High Barrier to Entry for General LLMs
The cost to enter the state-of-the-art LLM game is prohibitively expensive [00:07:20]. This high cost limits the number of new general LLM companies that venture capital firms like Redpoint actively consider for investment [00:07:25].
Adjacent Model Categories
Despite the high barriers for general LLMs, there is significant interest in adjacent model categories that require different types of data [00:07:29]. Examples include:
- Robotics: Requires unique data to enable models to interact with the real world [00:07:35].
- Biology and Material Sciences: Anticipated to be interesting areas for model development in the coming years [00:07:46].

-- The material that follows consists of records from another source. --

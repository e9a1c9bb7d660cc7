//! Errors raised while parsing signatures.

/// An error indicating that a descriptor or signature could not be parsed.
///
/// Every variant carries the byte offset into the input at which parsing stopped.
#[derive(Debug, PartialEq, Eq, Clone, thiserror::Error)]
pub enum SignatureError {
    /// The input ended where more characters were required.
    #[error("Unexpected end of input at position {position}")]
    EndOfInput {
        /// Byte offset of the end of the input.
        position: usize,
    },
    /// The input violates the signature grammar.
    #[error("Malformed signature at position {position}: {message}")]
    Malformed {
        /// Byte offset of the offending character.
        position: usize,
        /// What went wrong.
        message: String,
    },
    /// A complete signature was parsed but characters remain.
    #[error("Unexpected trailing input at position {position}: {remaining:?}")]
    TrailingInput {
        /// Byte offset of the first unconsumed character.
        position: usize,
        /// The unconsumed characters.
        remaining: String,
    },
    /// The raw bytes are not valid modified UTF-8.
    #[error("Invalid modified UTF-8 byte sequence")]
    InvalidEncoding,
}

impl SignatureError {
    /// Returns the position at which the error occurred, if any.
    #[must_use]
    pub const fn position(&self) -> Option<usize> {
        match self {
            Self::EndOfInput { position }
            | Self::Malformed { position, .. }
            | Self::TrailingInput { position, .. } => Some(*position),
            Self::InvalidEncoding => None,
        }
    }
}

/// An error indicating that a name is not one of the nine base types.
#[derive(Debug, PartialEq, Eq, Clone, thiserror::Error)]
#[error("Unknown base type: {0}")]
pub struct UnknownBaseType(pub String);

/// An error indicating that an [`ArrayTypeSignature`](super::signatures::ArrayTypeSignature)
/// cannot be constructed.
#[derive(Debug, PartialEq, Eq, Clone, thiserror::Error)]
#[error("Invalid array type: {0}")]
pub struct InvalidArrayType(pub &'static str);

Commoditization of AI Models
A significant trend in AI model training and deployment is the increasing commoditization of models, particularly highlighted by developments like Deepseek’s announcement [00:08:03].
Declining Costs
Models are becoming cheaper to run. Costs for inference (using a trained model) and training (creating a model) are dropping approximately 10x per year [00:08:21]. This reduction in cost is beneficial for application companies building on top of these models, as it leads to better margin structures [00:08:27].
For example, many Redpoint portfolio companies switched from Anthropic to Deepseek, experiencing 80% to 90% cost reductions for inference within weeks of Deepseek’s release [00:09:21].
Scale is Not an Enduring Moat
The emergence of highly performant, cheaper models demonstrates that having the biggest GPU cluster or raw scale does not guarantee an enduring competitive advantage in the model layer [00:08:36]. Model companies are now looking to build moats through:
- Distribution: Moving “up the stack” by launching their own applications and agentic tools, as seen with OpenAI’s approach [00:08:53].
- Specialization: Focusing on specific domains or use cases where specialized data and models can create unique value, such as in robotics [00:09:02].
Low Switching Costs
A key challenge in AI deployment for model companies is the remarkably low switching cost for applications [00:09:36]. If a new model emerges with similar or better performance, applications can quickly plug it in, often within days, without needing to rewrite significant code [00:09:39]. This contrasts with cloud migrations, where moving code is a complex undertaking [00:09:43].
Despite the significant investments and apparent barriers to entry in building advanced models, the low switching costs mean that model companies must continually innovate to avoid commoditization and maintain their position [00:09:47]. This highlights a fundamental challenge and strategy in AI model development – the need for ongoing rapid improvement and adaptation.